About this exercise – Print the full listing below exactly, keeping every character as it stands.

Records provided –
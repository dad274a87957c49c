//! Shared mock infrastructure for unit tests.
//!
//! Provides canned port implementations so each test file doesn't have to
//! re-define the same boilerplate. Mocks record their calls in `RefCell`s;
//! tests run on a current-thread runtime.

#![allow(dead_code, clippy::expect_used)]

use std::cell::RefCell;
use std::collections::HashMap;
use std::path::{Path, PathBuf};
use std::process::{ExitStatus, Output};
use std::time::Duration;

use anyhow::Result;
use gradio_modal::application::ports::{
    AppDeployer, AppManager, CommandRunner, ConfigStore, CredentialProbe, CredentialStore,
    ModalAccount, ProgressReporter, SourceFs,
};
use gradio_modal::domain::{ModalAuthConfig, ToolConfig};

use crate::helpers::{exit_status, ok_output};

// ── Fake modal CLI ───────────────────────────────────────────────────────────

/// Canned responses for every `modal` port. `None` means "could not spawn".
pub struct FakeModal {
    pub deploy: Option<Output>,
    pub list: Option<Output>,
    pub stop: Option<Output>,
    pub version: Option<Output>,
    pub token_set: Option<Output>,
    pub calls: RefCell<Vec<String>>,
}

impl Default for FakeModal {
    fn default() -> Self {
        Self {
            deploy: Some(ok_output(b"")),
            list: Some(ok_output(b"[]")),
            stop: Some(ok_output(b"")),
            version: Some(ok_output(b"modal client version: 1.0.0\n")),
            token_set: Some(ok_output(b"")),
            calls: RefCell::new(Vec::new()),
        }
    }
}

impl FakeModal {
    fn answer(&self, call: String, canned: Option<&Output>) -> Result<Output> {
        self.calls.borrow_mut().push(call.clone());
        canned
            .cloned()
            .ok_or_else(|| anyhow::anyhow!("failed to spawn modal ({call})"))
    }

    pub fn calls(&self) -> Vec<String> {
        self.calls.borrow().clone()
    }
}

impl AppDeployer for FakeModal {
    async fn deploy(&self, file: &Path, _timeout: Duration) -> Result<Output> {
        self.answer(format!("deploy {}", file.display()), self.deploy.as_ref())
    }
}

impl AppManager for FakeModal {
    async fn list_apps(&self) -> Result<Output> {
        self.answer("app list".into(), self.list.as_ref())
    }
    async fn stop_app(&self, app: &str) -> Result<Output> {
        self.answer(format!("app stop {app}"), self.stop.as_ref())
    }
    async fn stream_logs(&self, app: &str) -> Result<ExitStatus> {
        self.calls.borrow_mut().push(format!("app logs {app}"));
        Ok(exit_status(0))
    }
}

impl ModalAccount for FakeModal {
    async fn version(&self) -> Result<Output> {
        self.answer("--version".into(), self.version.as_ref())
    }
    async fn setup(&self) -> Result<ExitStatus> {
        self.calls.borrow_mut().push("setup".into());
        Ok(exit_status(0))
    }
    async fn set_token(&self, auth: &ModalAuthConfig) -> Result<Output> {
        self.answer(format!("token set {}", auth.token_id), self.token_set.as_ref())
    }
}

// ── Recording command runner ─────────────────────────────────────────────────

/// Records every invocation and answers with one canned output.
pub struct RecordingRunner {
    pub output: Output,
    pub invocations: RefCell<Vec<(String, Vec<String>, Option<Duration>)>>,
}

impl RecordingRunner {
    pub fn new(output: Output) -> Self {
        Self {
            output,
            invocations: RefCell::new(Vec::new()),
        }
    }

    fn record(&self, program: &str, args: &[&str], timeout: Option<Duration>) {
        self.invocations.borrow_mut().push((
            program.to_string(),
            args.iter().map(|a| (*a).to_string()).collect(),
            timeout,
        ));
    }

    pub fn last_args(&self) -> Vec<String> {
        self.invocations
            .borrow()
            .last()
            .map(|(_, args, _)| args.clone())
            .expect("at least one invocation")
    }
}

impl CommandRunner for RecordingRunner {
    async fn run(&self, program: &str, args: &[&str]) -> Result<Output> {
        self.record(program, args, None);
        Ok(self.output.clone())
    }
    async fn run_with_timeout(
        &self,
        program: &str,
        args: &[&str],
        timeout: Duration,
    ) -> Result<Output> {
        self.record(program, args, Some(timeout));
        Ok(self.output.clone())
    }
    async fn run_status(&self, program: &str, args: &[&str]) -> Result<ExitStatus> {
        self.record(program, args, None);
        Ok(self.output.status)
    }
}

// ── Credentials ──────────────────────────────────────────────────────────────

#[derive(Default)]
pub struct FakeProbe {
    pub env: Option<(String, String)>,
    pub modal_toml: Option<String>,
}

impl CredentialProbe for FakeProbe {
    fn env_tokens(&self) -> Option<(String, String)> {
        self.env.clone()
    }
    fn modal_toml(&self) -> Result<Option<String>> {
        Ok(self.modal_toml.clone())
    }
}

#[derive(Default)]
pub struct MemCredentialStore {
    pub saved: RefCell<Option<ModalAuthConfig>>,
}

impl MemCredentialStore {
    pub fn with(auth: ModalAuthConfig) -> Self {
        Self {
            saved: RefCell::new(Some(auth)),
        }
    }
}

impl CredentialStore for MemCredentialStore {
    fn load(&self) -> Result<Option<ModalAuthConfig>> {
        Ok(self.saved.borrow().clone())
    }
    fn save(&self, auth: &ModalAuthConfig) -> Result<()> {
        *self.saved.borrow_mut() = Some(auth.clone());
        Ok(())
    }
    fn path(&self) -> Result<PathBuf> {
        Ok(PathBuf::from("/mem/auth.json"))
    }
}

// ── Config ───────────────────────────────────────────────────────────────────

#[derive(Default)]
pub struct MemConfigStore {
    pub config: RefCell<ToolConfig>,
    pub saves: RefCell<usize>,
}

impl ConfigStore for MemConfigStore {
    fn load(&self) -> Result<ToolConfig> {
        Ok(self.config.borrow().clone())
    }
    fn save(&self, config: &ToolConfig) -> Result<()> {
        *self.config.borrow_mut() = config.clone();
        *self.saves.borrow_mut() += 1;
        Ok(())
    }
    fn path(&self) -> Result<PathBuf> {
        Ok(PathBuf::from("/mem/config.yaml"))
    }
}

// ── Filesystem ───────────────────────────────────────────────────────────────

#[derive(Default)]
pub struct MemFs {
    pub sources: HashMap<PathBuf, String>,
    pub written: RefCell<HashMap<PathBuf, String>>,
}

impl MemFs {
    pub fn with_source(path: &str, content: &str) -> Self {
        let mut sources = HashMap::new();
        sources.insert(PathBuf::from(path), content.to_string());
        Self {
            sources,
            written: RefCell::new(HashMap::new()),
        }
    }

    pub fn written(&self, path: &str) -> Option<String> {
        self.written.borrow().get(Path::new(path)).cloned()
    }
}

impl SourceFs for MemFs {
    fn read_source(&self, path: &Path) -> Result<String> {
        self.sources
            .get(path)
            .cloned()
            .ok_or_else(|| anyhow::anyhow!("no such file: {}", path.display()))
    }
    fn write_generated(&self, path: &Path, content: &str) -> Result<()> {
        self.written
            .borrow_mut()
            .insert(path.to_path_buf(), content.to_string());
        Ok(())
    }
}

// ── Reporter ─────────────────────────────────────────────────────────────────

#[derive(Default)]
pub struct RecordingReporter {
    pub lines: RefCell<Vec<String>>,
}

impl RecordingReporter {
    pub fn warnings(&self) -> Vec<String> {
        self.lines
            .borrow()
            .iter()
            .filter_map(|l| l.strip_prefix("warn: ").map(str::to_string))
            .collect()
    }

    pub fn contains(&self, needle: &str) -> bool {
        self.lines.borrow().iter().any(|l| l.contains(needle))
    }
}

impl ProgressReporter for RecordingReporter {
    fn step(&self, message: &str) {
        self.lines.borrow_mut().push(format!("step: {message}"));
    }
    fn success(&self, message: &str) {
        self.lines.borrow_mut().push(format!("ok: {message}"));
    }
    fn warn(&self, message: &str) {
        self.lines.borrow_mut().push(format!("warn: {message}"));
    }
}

The completed task –
repository dad274a87957c49c
//! Shared mock infrastructure for unit tests.
//!
//! Provides canned port implementations so each test file doesn't have to
//! re-define the same boilerplate. Mocks record their calls in `RefCell`s;
//! tests run on a current-thread runtime.

#![allow(dead_code, clippy::expect_used)]

use std::cell::RefCell;
use std::collections::HashMap;
use std::path::{Path, PathBuf};
use std::process::{ExitStatus, Output};
use std::time::Duration;

use anyhow::Result;
use gradio_modal::application::ports::{
    AppDeployer, AppManager, CommandRunner, ConfigStore, CredentialProbe, CredentialStore,
    ModalAccount, ProgressReporter, SourceFs,
};
use gradio_modal::domain::{ModalAuthConfig, ToolConfig};

use crate::helpers::{exit_status, ok_output};

// ── Fake modal CLI ───────────────────────────────────────────────────────────

/// Canned responses for every `modal` port. `None` means "could not spawn".
pub struct FakeModal {
    pub deploy: Option<Output>,
    pub list: Option<Output>,
    pub stop: Option<Output>,
    pub version: Option<Output>,
    pub token_set: Option<Output>,
    pub calls: RefCell<Vec<String>>,
}

impl Default for FakeModal {
    fn default() -> Self {
        Self {
            deploy: Some(ok_output(b"")),
            list: Some(ok_output(b"[]")),
            stop: Some(ok_output(b"")),
            version: Some(ok_output(b"modal client version: 1.0.0\n")),
            token_set: Some(ok_output(b"")),
            calls: RefCell::new(Vec::new()),
        }
    }
}

impl FakeModal {
    fn answer(&self, call: String, canned: Option<&Output>) -> Result<Output> {
        self.calls.borrow_mut().push(call.clone());
        canned
            .cloned()
            .ok_or_else(|| anyhow::anyhow!("failed to spawn modal ({call})"))
    }

    pub fn calls(&self) -> Vec<String> {
        self.calls.borrow().clone()
    }
}

impl AppDeployer for FakeModal {
    async fn deploy(&self, file: &Path, _timeout: Duration) -> Result<Output> {
        self.answer(format!("deploy {}", file.display()), self.deploy.as_ref())
    }
}

impl AppManager for FakeModal {
    async fn list_apps(&self) -> Result<Output> {
        self.answer("app list".into(), self.list.as_ref())
    }
    async fn stop_app(&self, app: &str) -> Result<Output> {
        self.answer(format!("app stop {app}"), self.stop.as_ref())
    }
    async fn stream_logs(&self, app: &str) -> Result<ExitStatus> {
        self.calls.borrow_mut().push(format!("app logs {app}"));
        Ok(exit_status(0))
    }
}

impl ModalAccount for FakeModal {
    async fn version(&self) -> Result<Output> {
        self.answer("--version".into(), self.version.as_ref())
    }
    async fn setup(&self) -> Result<ExitStatus> {
        self.calls.borrow_mut().push("setup".into());
        Ok(exit_status(0))
    }
    async fn set_token(&self, auth: &ModalAuthConfig) -> Result<Output> {
        self.answer(format!("token set {}", auth.token_id), self.token_set.as_ref())
    }
}

// ── Recording command runner ─────────────────────────────────────────────────

/// Records every invocation and answers with one canned output.
pub struct RecordingRunner {
    pub output: Output,
    pub invocations: RefCell<Vec<(String, Vec<String>, Option<Duration>)>>,
}

impl RecordingRunner {
    pub fn new(output: Output) -> Self {
        Self {
            output,
            invocations: RefCell::new(Vec::new()),
        }
    }

    fn record(&self, program: &str, args: &[&str], timeout: Option<Duration>) {
        self.invocations.borrow_mut().push((
            program.to_string(),
            args.iter().map(|a| (*a).to_string()).collect(),
            timeout,
        ));
    }

    pub fn last_args(&self) -> Vec<String> {
        self.invocations
            .borrow()
            .last()
            .map(|(_, args, _)| args.clone())
            .expect("at least one invocation")
    }
}

impl CommandRunner for RecordingRunner {
    async fn run(&self, program: &str, args: &[&str]) -> Result<Output> {
        self.record(program, args, None);
        Ok(self.output.clone())
    }
    async fn run_with_timeout(
        &self,
        program: &str,
        args: &[&str],
        timeout: Duration,
    ) -> Result<Output> {
        self.record(program, args, Some(timeout));
        Ok(self.output.clone())
    }
    async fn run_status(&self, program: &str, args: &[&str]) -> Result<ExitStatus> {
        self.record(program, args, None);
        Ok(self.output.status)
    }
}

// ── Credentials ──────────────────────────────────────────────────────────────

#[derive(Default)]
pub struct FakeProbe {
    pub env: Option<(String, String)>,
    pub modal_toml: Option<String>,
}

impl CredentialProbe for FakeProbe {
    fn env_tokens(&self) -> Option<(String, String)> {
        self.env.clone()
    }
    fn modal_toml(&self) -> Result<Option<String>> {
        Ok(self.modal_toml.clone())
    }
}

#[derive(Default)]
pub struct MemCredentialStore {
    pub saved: RefCell<Option<ModalAuthConfig>>,
}

impl MemCredentialStore {
    pub fn with(auth: ModalAuthConfig) -> Self {
        Self {
            saved: RefCell::new(Some(auth)),
        }
    }
}

impl CredentialStore for MemCredentialStore {
    fn load(&self) -> Result<Option<ModalAuthConfig>> {
        Ok(self.saved.borrow().clone())
    }
    fn save(&self, auth: &ModalAuthConfig) -> Result<()> {
        *self.saved.borrow_mut() = Some(auth.clone());
        Ok(())
    }
    fn path(&self) -> Result<PathBuf> {
        Ok(PathBuf::from("/mem/auth.json"))
    }
}

// ── Config ───────────────────────────────────────────────────────────────────

#[derive(Default)]
pub struct MemConfigStore {
    pub config: RefCell<ToolConfig>,
    pub saves: RefCell<usize>,
}

impl ConfigStore for MemConfigStore {
    fn load(&self) -> Result<ToolConfig> {
        Ok(self.config.borrow().clone())
    }
    fn save(&self, config: &ToolConfig) -> Result<()> {
        *self.config.borrow_mut() = config.clone();
        *self.saves.borrow_mut() += 1;
        Ok(())
    }
    fn path(&self) -> Result<PathBuf> {
        Ok(PathBuf::from("/mem/config.yaml"))
    }
}

// ── Filesystem ───────────────────────────────────────────────────────────────

#[derive(Default)]
pub struct MemFs {
    pub sources: HashMap<PathBuf, String>,
    pub written: RefCell<HashMap<PathBuf, String>>,
}

impl MemFs {
    pub fn with_source(path: &str, content: &str) -> Self {
        let mut sources = HashMap::new();
        sources.insert(PathBuf::from(path), content.to_string());
        Self {
            sources,
            written: RefCell::new(HashMap::new()),
        }
    }

    pub fn written(&self, path: &str) -> Option<String> {
        self.written.borrow().get(Path::new(path)).cloned()
    }
}

impl SourceFs for MemFs {
    fn read_source(&self, path: &Path) -> Result<String> {
        self.sources
            .get(path)
            .cloned()
            .ok_or_else(|| anyhow::anyhow!("no such file: {}", path.display()))
    }
    fn write_generated(&self, path: &Path, content: &str) -> Result<()> {
        self.written
            .borrow_mut()
            .insert(path.to_path_buf(), content.to_string());
        Ok(())
    }
}

// ── Reporter ─────────────────────────────────────────────────────────────────

#[derive(Default)]
pub struct RecordingReporter {
    pub lines: RefCell<Vec<String>>,
}

impl RecordingReporter {
    pub fn warnings(&self) -> Vec<String> {
        self.lines
            .borrow()
            .iter()
            .filter_map(|l| l.strip_prefix("warn: ").map(str::to_string))
            .collect()
    }

    pub fn contains(&self, needle: &str) -> bool {
        self.lines.borrow().iter().any(|l| l.contains(needle))
    }
}

impl ProgressReporter for RecordingReporter {
    fn step(&self, message: &str) {
        self.lines.borrow_mut().push(format!("step: {message}"));
    }
    fn success(&self, message: &str) {
        self.lines.borrow_mut().push(format!("ok: {message}"));
    }
    fn warn(&self, message: &str) {
        self.lines.borrow_mut().push(format!("warn: {message}"));
    }
}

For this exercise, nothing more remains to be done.